Wednesday, March 28, 2012

Price Labor will pay for pricing carbon keeps rising

Legislating the carbon tax only exacerbates Labor's existing crisis of relevance.  And it's not because of a lack of trust over a broken promise.

Being in opposition is demoralising for a major political party.  But it can be fatal if it occurs during a great political paradigm shift against its favour.

Twentieth century politics in the Western world was dominated by the tension between capitalist economic progress and socialist aspirations for equality.  Free market capitalism proved best at addressing both, creating prosperity that tackled the anchor of inequality -- poverty.

The paradigm of the 21st century in the developed world is quickly evolving into a new competitive tension between the environment and economic progress.

And history is already repeating itself.  Though Bob Brown would dispute it, capitalism is proving itself best able to sustainably manage the world's resources by increasing wealth that enables us to demand and afford a better environment.

In the 20th century, the labour movement had relevance.  Today it is not so clear.  Among Labor's core constituencies of workers there are two broad groups.  And the gulf between them is growing.

Recently, Mark Latham called the first group the ''inside the cycleway'' progressives.  They're comparatively wealthy, live close to their work, travel regularly and think economic growth is a cruel process that exploits our environment instead of preserving it.

Beyond the cycleways, where some of the biggest swings in NSW and Queensland state elections were recorded, middle-class suburban attitudes are very different.  These are households where the primary income earner budgets on an average income while trying to pay off a mortgage for both cars and the house.  They don't live close to their work.

They're sick of opening their quarterly electricity bill, seeing it rise again and having to whack it on the credit card that they just thought they had got on top of.  And economic growth is the difference between whether their kids can go to a low-fee independent school and have a five-day package Gold Coast holiday.

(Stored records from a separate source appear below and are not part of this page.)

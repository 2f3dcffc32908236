//! Random source seam.
//!
//! The builder only needs two operations: a uniform index into a non-empty
//! collection and a uniform float in `[0, 1)`. Production code wraps a
//! `rand` generator; tests substitute a scripted sequence.

use rand::rngs::ThreadRng;
use rand::Rng;

/// Source of the uniform draws the builder consumes.
///
/// Implementations used for real passphrases must be cryptographically
/// secure. The core does not check this.
pub trait RandomSource {
    /// Uniform index in `0..len`. `len` is always non-zero.
    fn choose_index(&mut self, len: usize) -> usize;

    /// Uniform float in `[0, 1)`.
    fn next_unit(&mut self) -> f64;
}

/// Adapter from any [`rand::Rng`] to [`RandomSource`].
#[derive(Debug, Clone)]
pub struct RngSource<R> {
    rng: R,
}

impl<R: Rng> RngSource<R> {
    pub fn new(rng: R) -> Self {
        Self { rng }
    }
}

impl RngSource<ThreadRng> {
    /// The thread-local CSPRNG, seeded from the operating system.
    pub fn system() -> Self {
        Self::new(rand::rng())
    }
}

impl<R: Rng> RandomSource for RngSource<R> {
    fn choose_index(&mut self, len: usize) -> usize {
        self.rng.random_range(0..len)
    }

    fn next_unit(&mut self) -> f64 {
        self.rng.random::<f64>()
    }
}

impl<S: RandomSource + ?Sized> RandomSource for &mut S {
    fn choose_index(&mut self, len: usize) -> usize {
        (**self).choose_index(len)
    }

    fn next_unit(&mut self) -> f64 {
        (**self).next_unit()
    }
}

#[cfg(any(test, feature = "test-support"))]
pub use scripted::{Draw, ScriptedSource};

#[cfg(any(test, feature = "test-support"))]
mod scripted {
    use std::collections::VecDeque;

    use super::RandomSource;

    /// One pre-recorded draw.
    #[derive(Debug, Clone, Copy, PartialEq)]
    pub enum Draw {
        /// Answer to `choose_index`
        Index(usize),
        /// Answer to `next_unit`
        Unit(f64),
    }

    /// Replays a fixed sequence of draws.
    ///
    /// Panics when the caller asks for a different kind of draw than the next
    /// one scripted, for an index outside the requested range, or when the
    /// script runs out.
    #[derive(Debug, Default, Clone)]
    pub struct ScriptedSource {
        draws: VecDeque<Draw>,
        taken: usize,
    }

    impl ScriptedSource {
        pub fn new(draws: impl IntoIterator<Item = Draw>) -> Self {
            Self {
                draws: draws.into_iter().collect(),
                taken: 0,
            }
        }

        /// A source that panics on the first draw.
        pub fn empty() -> Self {
            Self::default()
        }

        /// Draws not yet consumed.
        pub fn remaining(&self) -> usize {
            self.draws.len()
        }

        /// Draws consumed so far.
        pub fn taken(&self) -> usize {
            self.taken
        }

        fn next(&mut self) -> Draw {
            let draw = self
                .draws
                .pop_front()
                .unwrap_or_else(|| panic!("script exhausted after {} draws", self.taken));
            self.taken += 1;
            draw
        }
    }

    impl RandomSource for ScriptedSource {
        fn choose_index(&mut self, len: usize) -> usize {
            match self.next() {
                Draw::Index(index) if index < len => index,
                Draw::Index(index) => {
                    panic!("draw {}: index {} out of range 0..{}", self.taken, index, len)
                }
                other => panic!("draw {}: expected index, scripted {:?}", self.taken, other),
            }
        }

        fn next_unit(&mut self) -> f64 {
            match self.next() {
                Draw::Unit(value) => value,
                other => panic!("draw {}: expected unit, scripted {:?}", self.taken, other),
            }
        }
    }
}
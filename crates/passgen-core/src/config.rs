//! Generation configuration and its validator.
//!
//! [`GenerationConfig`] is the value object callers fill in (directly, from a
//! TOML table, or from CLI flags). Integer fields are signed so that
//! out-of-range input reaches [`GenerationConfig::validate`] and is reported
//! by rule rather than rejected by a parser. Validation yields [`Limits`], the
//! unsigned form the builder runs on.

use std::fmt;

use serde::{Deserialize, Serialize};

/// Default target word count.
pub const DEFAULT_NUMBER_OF_WORDS: i64 = 4;

/// Default max/min gap below which tight-fit mode activates.
pub const DEFAULT_MAX_MIN_GAP_THRESHOLD: i64 = 4;

/// Default remaining-length gap below which tight-fit selection triggers.
pub const DEFAULT_SHORT_GAP_WORD_THRESHOLD: i64 = 6;

/// Settings for one passphrase generation call.
#[derive(Debug, Clone, PartialEq, Serialize, Deserialize)]
#[serde(default, deny_unknown_fields)]
pub struct GenerationConfig {
    /// Target word count (a floor, not a cap, when `min_chars` is set)
    pub number_of_words: i64,
    /// Minimum passphrase length in characters
    pub min_chars: Option<i64>,
    /// Maximum passphrase length in characters
    pub max_chars: Option<i64>,
    /// Probability of a punctuation symbol after each iteration
    pub symbol_probability: f64,
    /// Probability that an appended word starts upper-case
    pub uppercase_probability: f64,
    /// Probability of a digit after each iteration
    pub number_probability: f64,
    /// Probability that an iteration appends no word
    pub wordless_iteration_probability: f64,
    /// Tight-fit mode activates when `max_chars - min_chars` is below this
    pub max_min_gap_threshold: i64,
    /// In tight-fit mode, the distance to `min_chars` that triggers filtering
    pub short_gap_word_threshold: i64,
}

impl Default for GenerationConfig {
    fn default() -> Self {
        Self {
            number_of_words: DEFAULT_NUMBER_OF_WORDS,
            min_chars: None,
            max_chars: None,
            symbol_probability: 0.0,
            uppercase_probability: 0.0,
            number_probability: 0.0,
            wordless_iteration_probability: 0.0,
            max_min_gap_threshold: DEFAULT_MAX_MIN_GAP_THRESHOLD,
            short_gap_word_threshold: DEFAULT_SHORT_GAP_WORD_THRESHOLD,
        }
    }
}

impl GenerationConfig {
    pub fn with_number_of_words(mut self, number_of_words: i64) -> Self {
        self.number_of_words = number_of_words;
        self
    }

    pub fn with_min_chars(mut self, min_chars: i64) -> Self {
        self.min_chars = Some(min_chars);
        self
    }

    pub fn with_max_chars(mut self, max_chars: i64) -> Self {
        self.max_chars = Some(max_chars);
        self
    }

    pub fn with_symbol_probability(mut self, probability: f64) -> Self {
        self.symbol_probability = probability;
        self
    }

    pub fn with_uppercase_probability(mut self, probability: f64) -> Self {
        self.uppercase_probability = probability;
        self
    }

    pub fn with_number_probability(mut self, probability: f64) -> Self {
        self.number_probability = probability;
        self
    }

    pub fn with_wordless_iteration_probability(mut self, probability: f64) -> Self {
        self.wordless_iteration_probability = probability;
        self
    }

    pub fn with_max_min_gap_threshold(mut self, threshold: i64) -> Self {
        self.max_min_gap_threshold = threshold;
        self
    }

    pub fn with_short_gap_word_threshold(mut self, threshold: i64) -> Self {
        self.short_gap_word_threshold = threshold;
        self
    }

    /// Check every rule in a fixed order and return the first violation.
    ///
    /// The order is part of the contract: the same invalid config always
    /// reports the same rule.
    pub fn validate(&self) -> Result<Limits, ConfigRule> {
        let probabilities = [
            (ProbabilityField::Symbol, self.symbol_probability),
            (ProbabilityField::Uppercase, self.uppercase_probability),
            (ProbabilityField::Number, self.number_probability),
            (
                ProbabilityField::WordlessIteration,
                self.wordless_iteration_probability,
            ),
        ];
        for (field, value) in probabilities {
            if !(0.0..=1.0).contains(&value) {
                return Err(ConfigRule::ProbabilityOutOfRange(field));
            }
        }

        if self.wordless_iteration_probability >= 1.0 {
            return Err(ConfigRule::WordlessIterationCertain);
        }

        if matches!(self.min_chars, Some(min) if min < 1) {
            return Err(ConfigRule::MinCharsNotPositive);
        }

        if matches!(self.max_chars, Some(max) if max < 1) {
            return Err(ConfigRule::MaxCharsNotPositive);
        }

        if self.number_of_words < 1 {
            return Err(ConfigRule::NumberOfWordsNotPositive);
        }

        if let (Some(min), Some(max)) = (self.min_chars, self.max_chars) {
            if max < min {
                return Err(ConfigRule::MaxBelowMin);
            }
        }

        if self.max_min_gap_threshold < 0 {
            return Err(ConfigRule::NegativeGapThreshold);
        }

        if self.short_gap_word_threshold < 1 {
            return Err(ConfigRule::ShortGapThresholdNotPositive);
        }

        Ok(Limits {
            number_of_words: to_usize(self.number_of_words),
            min_chars: self.min_chars.map(to_usize),
            max_chars: self.max_chars.map(to_usize),
            symbol_probability: self.symbol_probability,
            uppercase_probability: self.uppercase_probability,
            number_probability: self.number_probability,
            wordless_iteration_probability: self.wordless_iteration_probability,
            max_min_gap_threshold: to_usize(self.max_min_gap_threshold),
            short_gap_word_threshold: to_usize(self.short_gap_word_threshold),
        })
    }
}

// Only called on values validation has proven non-negative.
fn to_usize(value: i64) -> usize {
    usize::try_from(value).unwrap_or(usize::MAX)
}

/// A validated configuration.
///
/// Only obtainable through [`GenerationConfig::validate`].
#[derive(Debug, Clone, PartialEq)]
pub struct Limits {
    pub(crate) number_of_words: usize,
    pub(crate) min_chars: Option<usize>,
    pub(crate) max_chars: Option<usize>,
    pub(crate) symbol_probability: f64,
    pub(crate) uppercase_probability: f64,
    pub(crate) number_probability: f64,
    pub(crate) wordless_iteration_probability: f64,
    pub(crate) max_min_gap_threshold: usize,
    pub(crate) short_gap_word_threshold: usize,
}

impl Limits {
    pub fn number_of_words(&self) -> usize {
        self.number_of_words
    }

    pub fn min_chars(&self) -> Option<usize> {
        self.min_chars
    }

    pub fn max_chars(&self) -> Option<usize> {
        self.max_chars
    }

    /// Whether the allowed length window is narrow enough for tight-fit mode.
    pub fn is_tight_fit(&self) -> bool {
        match (self.min_chars, self.max_chars) {
            (Some(min), Some(max)) => max - min < self.max_min_gap_threshold,
            _ => false,
        }
    }
}

/// Probability fields, in validation order.
#[derive(Debug, Clone, Copy, PartialEq, Eq)]
pub enum ProbabilityField {
    Symbol,
    Uppercase,
    Number,
    WordlessIteration,
}

impl ProbabilityField {
    pub fn as_str(&self) -> &'static str {
        match self {
            ProbabilityField::Symbol => "symbol_probability",
            ProbabilityField::Uppercase => "uppercase_probability",
            ProbabilityField::Number => "number_probability",
            ProbabilityField::WordlessIteration => "wordless_iteration_probability",
        }
    }
}

/// A validation rule that a [`GenerationConfig`] failed.
#[derive(Debug, Clone, Copy, PartialEq, Eq)]
pub enum ConfigRule {
    /// A probability is outside [0, 1]
    ProbabilityOutOfRange(ProbabilityField),
    /// Wordless iterations would happen every time
    WordlessIterationCertain,
    MinCharsNotPositive,
    MaxCharsNotPositive,
    NumberOfWordsNotPositive,
    /// `max_chars` is smaller than `min_chars`
    MaxBelowMin,
    NegativeGapThreshold,
    ShortGapThresholdNotPositive,
}

impl fmt::Display for ConfigRule {
    fn fmt(&self, f: &mut fmt::Formatter<'_>) -> fmt::Result {
        match self {
            ConfigRule::ProbabilityOutOfRange(field) => {
                write!(f, "{} must be between 0 and 1", field.as_str())
            }
            ConfigRule::WordlessIterationCertain => {
                write!(f, "wordless_iteration_probability must be less than 1")
            }
            ConfigRule::MinCharsNotPositive => write!(f, "min_chars must be a positive integer"),
            ConfigRule::MaxCharsNotPositive => write!(f, "max_chars must be a positive integer"),
            ConfigRule::NumberOfWordsNotPositive => {
                write!(f, "number_of_words must be a positive integer")
            }
            ConfigRule::MaxBelowMin => write!(f, "max_chars cannot be less than min_chars"),
            ConfigRule::NegativeGapThreshold => {
                write!(f, "max_min_gap_threshold cannot be negative")
            }
            ConfigRule::ShortGapThresholdNotPositive => {
                write!(f, "short_gap_word_threshold must be a positive integer")
            }
        }
    }
}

Both are generalisations.  But the concept is real.  A Labor Party allied to cycleway insiders cannot appease both.  There's no more emblematic wedge to drive between them than the carbon tax, and the divide will get bigger every year.

The point of a carbon tax is to build a low-carbon economy on the expensive foundations of perpetually more expensive hot gas, with the cost sheeted home to consumers.  Labor's carbon tax creates a class of green workers that needs the extreme climate change policies of the Greens to be implemented if their professional interests are to be advanced.  And for the carbon price to be effective requires its rate to rise and regulation to tighten, adding more costs that harm households.

In this context, the Liberal-National Coalition has a constituency against higher taxes and more regulation.  The Greens have a constituency to increase taxes and extensive regulation.

Labor sits between the two without a clear constituency.  By supporting a carbon price, Labor has committed electoral suicide by literally gifting the paradigm of economic debates to the Liberal-National Coalition and the Greens.  At the moment, Labor sits in the middle, sending a confusing message by perpetuating our carbon-intensive export industries while concurrently seeking to tax the economy into a low-carbon prosperity.  Doing so is neither politically coherent, intellectually consistent or practically achievable.

At the next federal election, the Liberal-National Coalition will almost certainly run television advertisements of Julia Gillard repeating her pre-2011 federal election campaign commitment that ''there will be no carbon tax under a government I lead''.  If the Greens were smart they'd do the same, and highlight it was their leverage that dragged Labor to introduce a carbon tax.

Elections are won in the centre ground.  But parties don't start in the centre.  They appeal to their off-centre base and reach inward.

Without their base and their values, Labor will get smashed between parties who offer clearer choices.  And it will be repeated if the electorate votes for the anti-carbon tax Coalition and Labor is foolish enough to oppose its repeal.  There's no doubt Labor would suffer a huge credibility blow if it unwound its carbon tax.  But it might be the only way to save the party's relevance.